Methodology Behind Archetypes Yields Insights by Confirming Consumer Habits
By J.J. McCoy, Senior Managing Editor, New Frontier Data
Who are today’s legal cannabis consumers?
To industry outsiders, what may seem like a straightforward question to ponder too often reflexively raises tired stereotypes ranging from Cheech and Chong to Harold and Kumar. Yet, to stakeholders competing in a burgeoning industry worth $10.3 billion in 2018 and projecting to more than $25 billion by 2025, ascertaining the properly framed realities is to drink from a Holy Grail of marketing and brand development.
As detailed in the forthcoming study The 2018-2019 Cannabis Consumer Report: Archetypes, Preferences & Trends, nine distinct consumer archetypes offer valuable takeaways from previously overlooked or under-examined consumption groups. In addition to usage patterns, the consumer categories also differ by their procurement sources, spending habits, preferred products, reasons for use, social openness, and other key variables.

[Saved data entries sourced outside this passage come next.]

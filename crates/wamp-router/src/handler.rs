//! Application handler traits
//!
//! Pub/sub observers and RPC executors are separate capabilities; an
//! application installs only the ones it needs on the [`Dispatcher`].

use dashmap::DashMap;
use serde_json::Value;
use std::sync::{Arc, Weak};
use tracing::warn;
use wamp_core::{error_uri, CallId, SessionId};

use crate::dispatch::Dispatcher;

/// Observer for subscription and publish activity.
///
/// Hooks run after the registry has been updated. All default to no-ops.
pub trait PubSubHandler: Send + Sync {
    fn on_subscribe(&self, _session: &SessionId, _topic: &str) {}

    fn on_unsubscribe(&self, _session: &SessionId, _topic: &str) {}

    /// `recipients` is the number of sessions the event was queued for
    fn on_publish(&self, _session: &SessionId, _topic: &str, _event: &Value, _recipients: usize) {}

    fn on_close(&self, _session: &SessionId) {}
}

/// Executes RPC calls.
///
/// The call is already registered as pending when `on_call` runs. The
/// handler answers through the responder, now or later from another task.
pub trait RpcHandler: Send + Sync {
    fn on_call(&self, request: CallRequest, responder: CallResponder);
}

/// A CALL handed to an [`RpcHandler`]
#[derive(Debug, Clone)]
pub struct CallRequest {
    pub session_id: SessionId,
    pub call_id: CallId,
    /// Procedure URI after prefix expansion
    pub proc_uri: String,
    pub args: Vec<Value>,
}

/// One-shot handle for answering a call.
///
/// Consuming `result` or `error` answers the call. A responder dropped
/// without answering sends an internal-error CALLERROR instead, so the
/// caller is never left waiting on a forgotten call.
///
/// A responder is bound to one registration of its call id. Once that call
/// is purged (caller disconnected or timed out) every answer is discarded,
/// even if a new call has since reused the id.
pub struct CallResponder {
    call_id: CallId,
    token: u64,
    dispatcher: Option<Weak<Dispatcher>>,
}

impl CallResponder {
    pub(crate) fn new(call_id: CallId, token: u64, dispatcher: Weak<Dispatcher>) -> Self {
        Self {
            call_id,
            token,
            dispatcher: Some(dispatcher),
        }
    }

    pub fn call_id(&self) -> &str {
        &self.call_id
    }

    /// Send a CALLRESULT. Returns the session it was delivered to.
    pub fn result(mut self, value: Value) -> Option<SessionId> {
        let dispatcher = self.dispatcher.take()?.upgrade()?;
        dispatcher.answer_result(&self.call_id, Some(self.token), value)
    }

    /// Send a CALLERROR. Returns the session it was delivered to.
    pub fn error(
        mut self,
        error_uri: &str,
        description: &str,
        details: Option<Value>,
    ) -> Option<SessionId> {
        let dispatcher = self.dispatcher.take()?.upgrade()?;
        dispatcher.answer_error(&self.call_id, Some(self.token), error_uri, description, details)
    }

    /// Answer with a [`CallFailure`]
    pub fn fail(self, failure: CallFailure) -> Option<SessionId> {
        self.error(&failure.error_uri, &failure.description, failure.details)
    }
}

impl Drop for CallResponder {
    fn drop(&mut self) {
        if let Some(dispatcher) = self.dispatcher.take().and_then(|d| d.upgrade()) {
            warn!("Call {} dropped without an answer", self.call_id);
            dispatcher.answer_error(
                &self.call_id,
                Some(self.token),
                error_uri::INTERNAL_ERROR,
                "procedure did not answer",
                None,
            );
        }
    }
}

impl std::fmt::Debug for CallResponder {
    fn fmt(&self, f: &mut std::fmt::Formatter<'_>) -> std::fmt::Result {
        f.debug_struct("CallResponder")
            .field("call_id", &self.call_id)
            .field("answered", &self.dispatcher.is_none())
            .finish()
    }
}

/// Error returned by a registered procedure
#[derive(Debug, Clone, PartialEq)]
pub struct CallFailure {
    pub error_uri: String,
    pub description: String,
    pub details: Option<Value>,
}

impl CallFailure {
    pub fn new(error_uri: impl Into<String>, description: impl Into<String>) -> Self {
        Self {
            error_uri: error_uri.into(),
            description: description.into(),
            details: None,
        }
    }

    pub fn with_details(mut self, details: Value) -> Self {
        self.details = Some(details);
        self
    }
}

/// Synchronous procedure body
pub type Procedure = Arc<dyn Fn(&CallRequest) -> Result<Value, CallFailure> + Send + Sync>;

/// [`RpcHandler`] dispatching on procedure URI
pub struct ProcedureRegistry {
    procedures: DashMap<String, Procedure>,
}

impl ProcedureRegistry {
    pub fn new() -> Self {
        Self {
            procedures: DashMap::new(),
        }
    }

    /// Register or replace the procedure for a URI
    pub fn register<F>(&self, proc_uri: impl Into<String>, procedure: F)
    where
        F: Fn(&CallRequest) -> Result<Value, CallFailure> + Send + Sync + 'static,
    {
        self.procedures.insert(proc_uri.into(), Arc::new(procedure));
    }

    pub fn unregister(&self, proc_uri: &str) -> bool {
        self.procedures.remove(proc_uri).is_some()
    }

    pub fn contains(&self, proc_uri: &str) -> bool {
        self.procedures.contains_key(proc_uri)
    }

    pub fn len(&self) -> usize {
        self.procedures.len()
    }

    pub fn is_empty(&self) -> bool {
        self.procedures.is_empty()
    }
}

impl Default for ProcedureRegistry {
    fn default() -> Self {
        Self::new()
    }
}

impl RpcHandler for ProcedureRegistry {
    fn on_call(&self, request: CallRequest, responder: CallResponder) {
        // Clone out so the map guard is not held while the procedure runs
        let procedure = self
            .procedures
            .get(&request.proc_uri)
            .map(|entry| Arc::clone(entry.value()));

        match procedure {
            Some(procedure) => match procedure(&request) {
                Ok(value) => {
                    responder.result(value);
                }
                Err(failure) => {
                    responder.fail(failure);
                }
            },
            None => {
                responder.error(
                    error_uri::NO_SUCH_PROCEDURE,
                    &format!("no procedure registered for {}", request.proc_uri),
                    None,
                );
            }
        }
    }
}

#[cfg(test)]
mod tests {
    use super::*;
    use serde_json::json;

    #[test]
    fn test_registry_contents() {
        let registry = ProcedureRegistry::new();
        registry.register("http://example.com/echo", |req: &CallRequest| {
            Ok(Value::Array(req.args.clone()))
        });
        assert!(registry.contains("http://example.com/echo"));
        assert_eq!(registry.len(), 1);
        assert!(registry.unregister("http://example.com/echo"));
        assert!(registry.is_empty());
    }

    #[test]
    fn test_call_failure_builder() {
        let failure = CallFailure::new("http://example.com/e", "bad input")
            .with_details(json!({"arg": 0}));
        assert_eq!(failure.details, Some(json!({"arg": 0})));
    }

    #[test]
    fn test_responder_without_dispatcher_is_inert() {
        let responder = CallResponder::new("1".into(), 1, Weak::new());
        assert_eq!(responder.call_id(), "1");
        assert!(responder.result(json!(null)).is_none());
    }
}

To mine them, New Frontier Data teamed up with point-of-sale platform MJ Freeway to analyze data points culled from nearly $5 billion worth of transactions recorded since 2015, along with an online survey of more than 3,100 cannabis consumers across the U.S.
By asking up to 80 questions and generating nearly 4x more data points, the exercise mathematically teased out the archetypes according to replies and resemblances. The surveys introduced some demographic variables, and then a battery of individualized questions involving consumption behaviors, income, gender, age, policy opinions, etc., filled in the context of the respondents’ lifestyle patterns.
“Based on analysis of the respective points, the results revealed not just the respondents’ consumer preferences, but also their behavioral habits,” explained Industry Analyst Molly McCann of New Frontier Data. “That lends depth to the subjects beyond just medical use or adult use, etc. The three groups of three overall are pretty evenly distributed between 30% and 40% apiece for each of the three tiers of archetypes (heavy consumers were 29%, moderate consumers were 31%, and light consumers were 40%). I am pleasantly surprised by how evenly split their usage patterns proved to be, and how similar they were in the meta.”
Math alert: K-means clustering analysis was the method used for the study. It is an established, standardized approach (similar to Lloyd-Forgy) to vector quantization which is popular for cluster analysis in data mining. Clusters are built on inputs like each respondent’s reasons for using or how much money they spent, and then given numeric values, with a variety of other factors teased out for several differentiators. Among the nine archetypes, demographic ranges between 5% to 17% were determined by the algorithm.
“It adds more validity to confirm that they were all arrived at through purely mathematical means,” added McCann. “It’s refreshing to see that they made sense of real people’s habits and lives.”
Indeed. The validation was reflected in the response via a tweet from Los Angeles about the archetypes, “Been waiting forever for something so beautiful as this. @NewFrontierData #cannabis”.